Work request:
Every line holding "filter" should be copied from the records below.

===

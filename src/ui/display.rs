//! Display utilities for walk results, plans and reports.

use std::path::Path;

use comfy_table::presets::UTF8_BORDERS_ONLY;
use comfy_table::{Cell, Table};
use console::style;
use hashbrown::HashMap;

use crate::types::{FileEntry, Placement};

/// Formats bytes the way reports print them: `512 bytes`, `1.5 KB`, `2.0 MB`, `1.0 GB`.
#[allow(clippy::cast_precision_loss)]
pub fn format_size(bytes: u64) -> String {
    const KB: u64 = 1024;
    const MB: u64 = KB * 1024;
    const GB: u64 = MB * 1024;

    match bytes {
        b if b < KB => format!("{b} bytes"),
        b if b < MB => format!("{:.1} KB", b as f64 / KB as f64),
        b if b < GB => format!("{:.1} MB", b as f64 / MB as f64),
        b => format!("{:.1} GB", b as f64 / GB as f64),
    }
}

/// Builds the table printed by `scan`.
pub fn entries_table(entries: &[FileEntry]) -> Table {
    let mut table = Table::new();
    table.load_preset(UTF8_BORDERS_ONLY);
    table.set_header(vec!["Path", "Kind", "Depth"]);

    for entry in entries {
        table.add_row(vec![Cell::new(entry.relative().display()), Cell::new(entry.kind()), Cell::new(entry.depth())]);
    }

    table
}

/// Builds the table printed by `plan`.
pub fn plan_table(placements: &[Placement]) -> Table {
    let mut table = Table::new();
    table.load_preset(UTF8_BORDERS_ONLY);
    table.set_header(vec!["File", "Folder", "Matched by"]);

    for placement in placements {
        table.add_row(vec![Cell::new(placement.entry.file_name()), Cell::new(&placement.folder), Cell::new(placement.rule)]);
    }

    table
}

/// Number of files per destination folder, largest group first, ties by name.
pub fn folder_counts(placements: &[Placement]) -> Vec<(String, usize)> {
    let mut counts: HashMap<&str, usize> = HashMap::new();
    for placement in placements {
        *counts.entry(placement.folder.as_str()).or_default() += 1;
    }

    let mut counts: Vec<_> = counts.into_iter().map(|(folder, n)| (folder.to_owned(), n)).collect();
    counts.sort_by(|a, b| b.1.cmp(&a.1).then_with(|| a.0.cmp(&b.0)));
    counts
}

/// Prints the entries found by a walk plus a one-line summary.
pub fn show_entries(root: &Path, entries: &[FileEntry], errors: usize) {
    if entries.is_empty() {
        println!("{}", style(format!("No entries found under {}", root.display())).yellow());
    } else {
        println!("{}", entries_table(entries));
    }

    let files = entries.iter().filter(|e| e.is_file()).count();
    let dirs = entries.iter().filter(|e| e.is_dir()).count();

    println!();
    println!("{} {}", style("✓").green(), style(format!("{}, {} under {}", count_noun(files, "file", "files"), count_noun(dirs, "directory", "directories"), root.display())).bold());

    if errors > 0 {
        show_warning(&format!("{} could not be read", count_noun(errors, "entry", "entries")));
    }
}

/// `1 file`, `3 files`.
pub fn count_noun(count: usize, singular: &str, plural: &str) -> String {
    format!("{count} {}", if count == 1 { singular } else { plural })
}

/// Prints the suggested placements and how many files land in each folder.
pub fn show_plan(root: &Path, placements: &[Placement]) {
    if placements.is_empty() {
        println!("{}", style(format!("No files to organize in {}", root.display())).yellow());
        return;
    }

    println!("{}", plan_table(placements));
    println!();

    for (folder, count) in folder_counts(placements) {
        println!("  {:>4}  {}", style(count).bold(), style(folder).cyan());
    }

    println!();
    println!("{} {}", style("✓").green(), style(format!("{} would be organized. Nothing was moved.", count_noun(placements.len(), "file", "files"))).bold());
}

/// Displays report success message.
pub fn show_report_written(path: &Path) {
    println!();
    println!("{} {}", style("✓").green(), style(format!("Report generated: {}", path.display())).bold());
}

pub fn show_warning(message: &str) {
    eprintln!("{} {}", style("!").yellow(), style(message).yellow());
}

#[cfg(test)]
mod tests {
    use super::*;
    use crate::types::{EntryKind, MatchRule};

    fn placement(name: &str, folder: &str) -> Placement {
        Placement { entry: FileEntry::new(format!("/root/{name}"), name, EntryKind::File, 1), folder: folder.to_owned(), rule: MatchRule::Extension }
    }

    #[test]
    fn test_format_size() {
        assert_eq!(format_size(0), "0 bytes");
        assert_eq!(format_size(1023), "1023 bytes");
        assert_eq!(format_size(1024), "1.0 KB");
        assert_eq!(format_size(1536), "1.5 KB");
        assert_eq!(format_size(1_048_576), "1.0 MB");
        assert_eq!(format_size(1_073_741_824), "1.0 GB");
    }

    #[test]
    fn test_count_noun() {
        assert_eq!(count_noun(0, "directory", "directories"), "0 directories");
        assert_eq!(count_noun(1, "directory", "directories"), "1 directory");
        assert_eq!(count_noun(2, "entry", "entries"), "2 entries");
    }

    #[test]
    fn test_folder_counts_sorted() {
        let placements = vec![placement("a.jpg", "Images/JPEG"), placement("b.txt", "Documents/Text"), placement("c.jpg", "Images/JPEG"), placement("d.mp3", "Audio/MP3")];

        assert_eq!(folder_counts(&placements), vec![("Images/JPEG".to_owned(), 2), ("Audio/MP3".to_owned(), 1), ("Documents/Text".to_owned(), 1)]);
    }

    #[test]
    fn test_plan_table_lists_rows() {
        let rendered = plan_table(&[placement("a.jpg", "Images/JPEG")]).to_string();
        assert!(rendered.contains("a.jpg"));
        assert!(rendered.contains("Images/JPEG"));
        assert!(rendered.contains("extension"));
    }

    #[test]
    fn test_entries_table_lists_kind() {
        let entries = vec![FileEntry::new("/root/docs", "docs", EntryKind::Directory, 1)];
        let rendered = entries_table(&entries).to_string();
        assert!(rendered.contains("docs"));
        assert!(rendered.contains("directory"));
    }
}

===

Solution to the exercise:
    let files = entries.iter().filter(|e| e.is_file()).count();
    let dirs = entries.iter().filter(|e| e.is_dir()).count();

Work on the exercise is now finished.